Weekly Checklist 12/1/23

For Your Political Health: 

Ezra Klien of the New York Times is one of the most informative voices on the Jewish Left and I hardly ever miss his podcats, In this edition, he meets with Rabbi Sharon Brous, which has managed to hold the paradoxes of being for the Jewish people and for the Palestinian with more grace and prophetic wisdom than most. They discuss the “great dream” that Israel represents for generations of Jews; Brous’s Yom Kippur sermon reckoning with the moral cost of Israel’s decades-long occupation and its increasingly right-wing government; the “existential loneliness” she and many in her community felt on Oct. 7; the antisemitism she witnessed in the wake of Oct. 7; how experiences of exile throughout history have shaped the Jewish psyche and speak to us now; stories from her visit with residents of the Kfar Aza kibbutz as they mourned their dead; why “bearing sacred witness” is a core spiritual commitment; and more.





For Your Musical Health:

Desire Marea’s- Ask Dr Doug Weekly Checklist

Desire Marea’s Genre-Melting Music Stirs South Africa, and the World. The 32-year-old’s work in Zulu and English traverses styles and explores queerhistories. This week he releases a new EP, “The Baddies of Isandlwana.”Marea spent seven months training to become a sangoma, and while stereotypes of hyper-masculinity can pervade traditional spaces, he found quite the opposite. “I trained with a lot of other queer sangomas — almost as if queerness was a spiritual condition,” he said with a warm laugh. “From what I understand, it’s a very well-known thing, but even our ancestors support it. I don’t have homophobic ancestors.

Read More Via The New York Times

For Your Peaceful Health: 

AS1ONE, THE WORLD’S FIRST ISRAELI AND PALESTINIAN BOY BAND, PLANS ITS AMBITIOUS DEBUT

The group landed in Los Angeles on Oct. 6 to start recording its first album together. Now, as its identity is tested, its members are determined to realize a "humanitarian" mission.

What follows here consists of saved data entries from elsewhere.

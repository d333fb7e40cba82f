pub mod init;
pub mod merge;
pub mod signatures;
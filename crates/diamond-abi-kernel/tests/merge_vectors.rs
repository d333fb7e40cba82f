//! Integration tests: run the merge fixtures.
//!
//! Each fixture in tests/fixtures/ has:
//! - case.json: the ordered modules and the fallback owner marker
//! - expect.json: the surviving fragments (owner + signature) and the drops
//!
//! The fallback owner marker is matched as a plain substring of the fully
//! qualified name.

use diamond_abi_kernel::{ModuleDescriptor, aggregate, human_readable};
use serde_json::{Value, json};
use std::path::PathBuf;

fn fixtures_dir() -> PathBuf {
    PathBuf::from(env!("CARGO_MANIFEST_DIR")).join("tests/fixtures")
}

fn read_json(path: &PathBuf) -> Value {
    let text = std::fs::read_to_string(path)
        .unwrap_or_else(|e| panic!("failed to read {}: {e}", path.display()));
    serde_json::from_str(&text).unwrap_or_else(|e| panic!("failed to parse {}: {e}", path.display()))
}

fn load_modules(case: &Value) -> Vec<ModuleDescriptor> {
    case["modules"]
        .as_array()
        .expect("missing modules array")
        .iter()
        .map(|m| {
            let name = m["fullyQualifiedName"].as_str().expect("missing module name");
            ModuleDescriptor::from_abi(name, &m["abi"]).expect("fixture abi should parse")
        })
        .collect()
}

fn run_fixture(name: &str) {
    let dir = fixtures_dir().join(name);
    let case = read_json(&dir.join("case.json"));
    let expected = read_json(&dir.join("expect.json"));

    let marker = case["fallbackOwner"].as_str().expect("missing fallbackOwner").to_string();
    let modules = load_modules(&case);
    let merged = aggregate(&modules, |fqn| fqn.contains(&marker));

    let merged_rows: Vec<Value> = merged
        .entries()
        .iter()
        .map(|entry| {
            let signature = entry
                .fragment
                .signature_key()
                .map_or_else(|| entry.fragment.kind_str().to_string(), |k| k.to_string());
            json!({
                "owner": entry.owner,
                "kind": entry.fragment.kind_str(),
                "signature": signature,
            })
        })
        .collect();
    let actual = json!({
        "merged": merged_rows,
        "dropped": serde_json::to_value(merged.dropped()).expect("drops should serialize"),
    });

    assert_eq!(
        actual,
        expected,
        "\n\nFixture: {name}\n\nGot:\n{}\n\nExpected:\n{}\n",
        serde_json::to_string_pretty(&actual).unwrap(),
        serde_json::to_string_pretty(&expected).unwrap(),
    );
}

#[test]
fn end_to_end_first_occurrence() {
    run_fixture("end_to_end_first_occurrence");
}

#[test]
fn fallback_no_owner_declares() {
    run_fixture("fallback_no_owner_declares");
}

#[test]
fn fallback_owner_declares() {
    run_fixture("fallback_owner_declares");
}

#[test]
fn singular_kinds_pass_through() {
    run_fixture("singular_kinds_pass_through");
}

#[test]
fn surviving_fragments_keep_every_field() {
    let case = read_json(&fixtures_dir().join("end_to_end_first_occurrence/case.json"));
    let modules = load_modules(&case);
    let merged = aggregate(&modules, |_| false);

    let abi = merged.abi();
    assert_eq!(abi[0], case["modules"][0]["abi"][0]);
    assert_eq!(abi[1], case["modules"][0]["abi"][1]);
    assert_eq!(abi[2], case["modules"][1]["abi"][1]);
}

#[test]
fn merged_interface_renders_human_readable() {
    let case = read_json(&fixtures_dir().join("end_to_end_first_occurrence/case.json"));
    let modules = load_modules(&case);
    let merged = aggregate(&modules, |_| false);

    let rendered = merged
        .fragments()
        .map(human_readable)
        .collect::<Vec<_>>()
        .join("\n");
    insta::assert_snapshot!(rendered, @r"
    function foo(uint256 amount)
    event Bar(address indexed who)
    function baz()
    ");
}
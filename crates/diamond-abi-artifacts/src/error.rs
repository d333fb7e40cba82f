use diamond_abi_kernel::KernelError;
use thiserror::Error;

#[derive(Debug, Error)]
pub enum ArtifactError {
    #[error("failed to read file: {path}: {source}")]
    ReadFile {
        path: String,
        #[source]
        source: std::io::Error,
    },

    #[error("failed to write file: {path}: {source}")]
    WriteFile {
        path: String,
        #[source]
        source: std::io::Error,
    },

    #[error("failed to walk artifacts directory {path}: {source}")]
    Walk {
        path: String,
        #[source]
        source: walkdir::Error,
    },

    #[error("invalid json at {path}: {source}")]
    ParseJson {
        path: String,
        #[source]
        source: serde_json::Error,
    },

    #[error("invalid toml at {path}: {source}")]
    ParseToml {
        path: String,
        #[source]
        source: toml::de::Error,
    },

    #[error("invalid pattern `{pattern}`: {source}")]
    InvalidPattern {
        pattern: String,
        #[source]
        source: regex::Error,
    },

    #[error("invalid artifact at {path}: {reason}")]
    InvalidArtifact { path: String, reason: String },

    #[error("failed to render {what}: {source}")]
    Render {
        what: &'static str,
        #[source]
        source: serde_json::Error,
    },

    #[error(transparent)]
    Kernel(#[from] KernelError),
}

From this Billboard Article: On the surface, the six young men check all the usual boy group boxes: They strike the requisite balance between dreamy and adorable and sing ballads and bangers with heart-melting harmonies about girls, love, and “dancing like the whole world is watching,” as one of their songs proclaims. But while each knew they were signing up for a boundary-pushing endeavor simply by joining a group composed of Palestinians and Israelis, they couldn’t have predicted that their message of unity would be so intensely tested before they had even released any music.

Read More


For Your Queer Movie Going Health:

Netflix’s Rustin Creates a New Blueprint for Films About the Civil Rights Era

From the New York Times: Click Here to Read More

Bayard Rustin is beyond deserving of a biopic. From his Quaker youth, Rustin devoted his life to the movement for Black Freedom. By adulthood, he had matured into a brilliant intellectual, skilled debater, and grassroots organizer. Rustin’s teachings about radical pacifism and the power of direct nonviolent action influenced Dr. Martin Luther King’s own politics. Yet Rustin remained in the shadows of the movement as King and others rose to national prominence. Certainly, his identity as an out (by 1960s standards) gay, Black man in a movement with strong religious overtones was a factor. As were his ties to the Communist Party in the 1930s. LGBTQ activists and historians have worked since Rustin’s death, in 1987, to center his legacy in U.S. civil rights history. And finally, Barack and Michelle Obama’s Higher Ground production company has brought Rustin’s story to life in a feature-length film.


For Your Reading Health:

Three Worlds: Memoirs of an Arab-Jew

During a time when it seems as if the Arab people and the Jewish people have always been clashing, this wonderful memoir by Avi Shlaim challenges that narrative.  Once there was a flourishing Jewish community of Iraq, numbering over 130,000 with a history going back 2,600 years.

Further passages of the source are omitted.